Sabtu, 04 November 2017

Buya Hamka dengan Cinta

November 04, 2017 2 Comments


Berawal dari selembar foto dan sekilas cerita tentang sosok lelaki berkaca mata, berpeci hitam dan duduk di deret depan sambil membawa tongkat saat berkunjung ke Semarang, akhirnya saya mencari tahu sosok lelaki yang diceritakan ayahku. Dan setelah membuka buku pelajaran Sastra Indonesia, akhirnya saya menemukan catatan kecil tentang pria tersebut. Beliau, Buya Hamka.




Ketertarikan saya awalnya bukan dari karyanya melainkan dari namanya. Haji Abdul Malik Karim Amrullah, HAMKA. Rasa penasaran pun membawa saya untuk membaca salah satu roman karya beliau, Dibawah Lindungan Ka’bah.

Setelah membaca beberapa tulisan dan kesan dari orang-orang di sekitarnya, rasanya tidak bisa menuliskan sosok Hamka hanya sebagai seorang penulis Mengapa? Karena Hamka juga dikenal sebagai ulama, cendekiawan, politisi, pejuang, pembaharu peradaban, sastrawan dan tentu saja seorang ayah yang hebat.

Buya Hamka lahir di Maninjau, 17 Februari 1908. Perjalanan hidupnya cukup berliku-liku. Pada usia belia merantau ke Jawa untuk menimba ilmu. Belum genap 18 tahun, Hamka berangkat ke Makkah untuk memperdalam ilmu agama. Secara khusus ayahnya memberi julukan Hamka, Si Bujang Jauh karena kegemarannya merantau. Tahun 1936, Buya Hamka memimpim Majalah Pedoman Masyarakat, di samping itu beliau juga membina Muhammadiyah Sumatera Timur.

Sebagai seorang penulis, Buya ikut mewarnai khasanah sastra Indonesia dengan karyanya antara lain : Di Bawah Lindungan Ka’bah, Tenggelamnya Kapal van Der Wijk, Di dalam Lembah Kehidupan, Menunggu Bedug Berbunyi, Tuan Direktur, Kenang-kenangan Hidup, Falsafah Hidup, Tasawuf Modern, Merantau ke Deli dan tulisan lain yang di muat di beberapa media seperti Pedoman Masyarakat, Dan tentu saja karya fenomenal Tafsir Al Quran 30 Juz yang diberi nama Tafsir Al Azhar.



Penyusunan Tafsir ini ternyata membekas di sanubari Hamka, karena mulai disusun pada saat Buya berada di tahanan.

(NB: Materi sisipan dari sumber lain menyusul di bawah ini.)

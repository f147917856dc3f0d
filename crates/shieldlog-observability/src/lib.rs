//! # shieldlog-observability
//!
//! Structured logging for shieldlog binaries and embedders.
//!
//! Diagnostics always go to stderr so stdout carries nothing but decrypted
//! records. Output is human-readable text or JSON (for Loki, CloudWatch and
//! similar); levels are configurable per component.

pub mod tracing_setup;

pub use tracing_setup::{init_tracing, try_init_tracing, LogConfig};
//! keccak256, the chain's canonical content hash.
//!
//! Used for event fingerprints (`keccak256("Transfer(address,address,bytes32,bytes)")`)
//! and for the key commitment topic.

use alloy_primitives::B256;
use tiny_keccak::{Hasher, Keccak};

/// keccak256 over arbitrary bytes.
pub fn keccak256(input: impl AsRef<[u8]>) -> B256 {
    let mut hasher = Keccak::v256();
    let mut output = [0u8; 32];
    hasher.update(input.as_ref());
    hasher.finalize(&mut output);
    B256::from(output)
}

/// keccak256 of a canonical ABI signature string, e.g. `"Transfer(address,address,uint256)"`.
pub fn keccak256_signature(signature: &str) -> B256 {
    keccak256(signature.as_bytes())
}
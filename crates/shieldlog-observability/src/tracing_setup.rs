//! Tracing / logging initialisation.

use serde::{Deserialize, Serialize};
use std::collections::BTreeMap;
use tracing_subscriber::{
    fmt, layer::SubscriberExt, util::SubscriberInitExt, util::TryInitError, EnvFilter,
};

/// Log level per component.
#[derive(Debug, Clone, PartialEq, Eq, Serialize, Deserialize)]
pub struct LogConfig {
    /// Global default level: "trace" | "debug" | "info" | "warn" | "error"
    #[serde(default = "default_level")]
    pub level: String,
    /// Override per component: crate name → level
    #[serde(default)]
    pub components: BTreeMap<String, String>,
    /// Emit JSON structured logs (true) or human-readable text (false)
    #[serde(default)]
    pub json: bool,
}

fn default_level() -> String {
    "info".to_string()
}

impl Default for LogConfig {
    fn default() -> Self {
        Self {
            level: default_level(),
            components: BTreeMap::new(),
            json: false,
        }
    }
}

impl LogConfig {
    /// Map a `-v` count to a level: 0 → info, 1 → debug, 2+ → trace.
    pub fn from_verbosity(verbose: u8) -> Self {
        let level = match verbose {
            0 => "info",
            1 => "debug",
            _ => "trace",
        };
        Self { level: level.into(), ..Self::default() }
    }

    pub fn with_json(mut self, json: bool) -> Self {
        self.json = json;
        self
    }

    pub fn with_component(mut self, component: impl Into<String>, level: impl Into<String>) -> Self {
        self.components.insert(component.into(), level.into());
        self
    }

    /// `EnvFilter` directive string, e.g. `"info,shieldlog_stream=debug"`.
    pub fn directives(&self) -> String {
        let mut directives = self.level.clone();
        for (component, level) in &self.components {
            directives.push_str(&format!(",{}={}", component.replace('-', "_"), level));
        }
        directives
    }

    fn filter(&self) -> EnvFilter {
        // RUST_LOG wins when set
        EnvFilter::try_from_default_env()
            .or_else(|_| EnvFilter::try_new(self.directives()))
            .unwrap_or_else(|_| EnvFilter::new("info"))
    }
}

/// Install the global subscriber. Fails if one is already set.
pub fn try_init_tracing(config: &LogConfig) -> Result<(), TryInitError> {
    let filter = config.filter();
    if config.json {
        tracing_subscriber::registry()
            .with(filter)
            .with(fmt::layer().json().with_writer(std::io::stderr))
            .try_init()
    } else {
        tracing_subscriber::registry()
            .with(filter)
            .with(fmt::layer().with_writer(std::io::stderr))
            .try_init()
    }
}

/// Initialise tracing once at application startup. Later calls are ignored.
pub fn init_tracing(config: &LogConfig) {
    if let Err(e) = try_init_tracing(config) {
        tracing::debug!(error = %e, "tracing already initialised");
    }
}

Namun justru Beliau berhasil menyelesaikan tafsir 28 juz, sementara 2 juz lainnya diselesaikan di luar tahanan.

Sebagai seorang ulama, kiprah Hamka untuk negara ini dan ummat Islam khususnya sangat besar. Da’wah beliau banyak ditunggu oleh jamaah, baik ceramah di masjid, juga di media elektronik RRI dan TVRI. Keulamaanya makin kokoh ketika musyawarah alim ulama seluruh Indonesia mengangkatnya menjadi Ketua Majelis Ulama Indonesia yang pertama, Juli 1975.




Media cetak pernah menulis pertanyaan sejumlah orang tentang resep Hamka menjadi pengarang yang produktif sampai hari tuanya. Beliau menjawab bahwa dasar kepengarangannya adalah cinta.

Mengutip Buya Menulis dengan Cinta (Republika 2002), Apa arti cinta bagi Hamka? 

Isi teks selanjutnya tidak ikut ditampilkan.